Please copy each line of the data that includes the string "TeraContext".

** Opening DATA TO EXAMINE block **

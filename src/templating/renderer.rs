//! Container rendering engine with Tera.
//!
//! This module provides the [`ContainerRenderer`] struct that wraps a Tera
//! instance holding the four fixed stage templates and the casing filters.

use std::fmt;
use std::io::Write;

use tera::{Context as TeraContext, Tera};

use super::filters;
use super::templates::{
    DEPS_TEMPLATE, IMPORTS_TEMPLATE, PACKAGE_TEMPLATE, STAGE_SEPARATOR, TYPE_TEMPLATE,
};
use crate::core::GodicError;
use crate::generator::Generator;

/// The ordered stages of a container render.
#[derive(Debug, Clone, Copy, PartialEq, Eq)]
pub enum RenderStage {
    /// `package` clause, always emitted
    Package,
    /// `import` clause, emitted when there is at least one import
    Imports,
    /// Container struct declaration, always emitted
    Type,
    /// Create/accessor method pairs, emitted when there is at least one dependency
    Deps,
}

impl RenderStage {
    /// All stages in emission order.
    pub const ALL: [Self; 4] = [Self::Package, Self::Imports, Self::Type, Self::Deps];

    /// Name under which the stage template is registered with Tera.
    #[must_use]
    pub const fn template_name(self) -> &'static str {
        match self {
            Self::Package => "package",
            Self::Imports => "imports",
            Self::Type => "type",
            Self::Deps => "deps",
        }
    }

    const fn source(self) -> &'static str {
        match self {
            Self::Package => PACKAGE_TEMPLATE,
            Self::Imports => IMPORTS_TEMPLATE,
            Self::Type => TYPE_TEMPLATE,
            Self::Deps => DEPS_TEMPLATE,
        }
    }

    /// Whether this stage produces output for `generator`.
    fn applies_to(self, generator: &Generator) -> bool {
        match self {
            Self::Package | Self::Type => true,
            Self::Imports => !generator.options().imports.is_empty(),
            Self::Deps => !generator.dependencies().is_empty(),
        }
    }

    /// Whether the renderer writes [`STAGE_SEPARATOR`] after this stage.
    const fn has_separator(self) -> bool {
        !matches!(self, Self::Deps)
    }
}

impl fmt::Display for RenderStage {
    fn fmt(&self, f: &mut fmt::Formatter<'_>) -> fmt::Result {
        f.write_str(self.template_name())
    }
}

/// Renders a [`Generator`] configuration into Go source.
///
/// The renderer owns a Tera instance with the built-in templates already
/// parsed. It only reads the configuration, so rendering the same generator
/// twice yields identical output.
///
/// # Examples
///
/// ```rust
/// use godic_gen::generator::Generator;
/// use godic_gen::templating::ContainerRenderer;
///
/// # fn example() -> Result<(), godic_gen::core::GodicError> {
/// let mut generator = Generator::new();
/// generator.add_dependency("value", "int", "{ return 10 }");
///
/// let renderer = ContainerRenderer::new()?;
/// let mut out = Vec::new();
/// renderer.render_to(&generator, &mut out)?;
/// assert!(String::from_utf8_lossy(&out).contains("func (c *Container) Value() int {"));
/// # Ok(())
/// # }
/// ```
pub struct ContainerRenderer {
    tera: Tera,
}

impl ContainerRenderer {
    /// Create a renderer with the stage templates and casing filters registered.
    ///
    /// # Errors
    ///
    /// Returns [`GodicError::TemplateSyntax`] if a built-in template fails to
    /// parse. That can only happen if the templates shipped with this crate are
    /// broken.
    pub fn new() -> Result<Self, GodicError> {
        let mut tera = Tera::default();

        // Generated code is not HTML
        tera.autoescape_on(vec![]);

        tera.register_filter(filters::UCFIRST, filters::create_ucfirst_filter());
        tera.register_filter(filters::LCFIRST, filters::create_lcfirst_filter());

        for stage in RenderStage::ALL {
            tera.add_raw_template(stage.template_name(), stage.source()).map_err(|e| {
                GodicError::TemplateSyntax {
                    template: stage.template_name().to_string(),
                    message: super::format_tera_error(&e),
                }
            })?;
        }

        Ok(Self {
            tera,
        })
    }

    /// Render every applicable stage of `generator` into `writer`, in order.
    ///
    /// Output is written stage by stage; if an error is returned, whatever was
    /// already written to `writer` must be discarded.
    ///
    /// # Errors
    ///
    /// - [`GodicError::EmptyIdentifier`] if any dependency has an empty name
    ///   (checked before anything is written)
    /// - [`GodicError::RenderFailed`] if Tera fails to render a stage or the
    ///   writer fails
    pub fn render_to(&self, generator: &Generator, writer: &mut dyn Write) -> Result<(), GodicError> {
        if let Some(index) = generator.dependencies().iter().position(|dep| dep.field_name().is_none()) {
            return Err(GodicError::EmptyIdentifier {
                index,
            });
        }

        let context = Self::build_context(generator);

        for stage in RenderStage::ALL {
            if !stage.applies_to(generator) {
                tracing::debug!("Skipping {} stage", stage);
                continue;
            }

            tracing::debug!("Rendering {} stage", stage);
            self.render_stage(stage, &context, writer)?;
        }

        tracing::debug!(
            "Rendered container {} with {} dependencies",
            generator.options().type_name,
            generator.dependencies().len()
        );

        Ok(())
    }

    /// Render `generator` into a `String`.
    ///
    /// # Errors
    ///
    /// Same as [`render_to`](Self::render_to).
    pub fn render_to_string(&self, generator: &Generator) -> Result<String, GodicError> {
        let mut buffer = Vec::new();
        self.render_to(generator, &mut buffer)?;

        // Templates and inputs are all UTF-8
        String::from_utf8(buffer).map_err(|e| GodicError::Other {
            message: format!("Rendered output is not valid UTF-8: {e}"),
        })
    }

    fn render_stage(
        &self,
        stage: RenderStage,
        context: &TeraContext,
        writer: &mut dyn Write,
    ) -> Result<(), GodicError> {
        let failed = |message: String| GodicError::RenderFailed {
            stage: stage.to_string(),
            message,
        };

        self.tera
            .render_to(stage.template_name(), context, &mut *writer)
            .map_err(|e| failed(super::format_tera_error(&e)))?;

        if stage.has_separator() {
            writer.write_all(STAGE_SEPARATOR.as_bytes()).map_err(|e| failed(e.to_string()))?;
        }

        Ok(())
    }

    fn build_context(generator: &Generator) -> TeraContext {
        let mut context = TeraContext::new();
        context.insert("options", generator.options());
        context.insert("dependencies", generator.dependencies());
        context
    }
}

** Closing DATA TO EXAMINE block **

SOLUTION FOR THIS EXERCISE
use tera::{Context as TeraContext, Tera};
        context: &TeraContext,
    fn build_context(generator: &Generator) -> TeraContext {
        let mut context = TeraContext::new();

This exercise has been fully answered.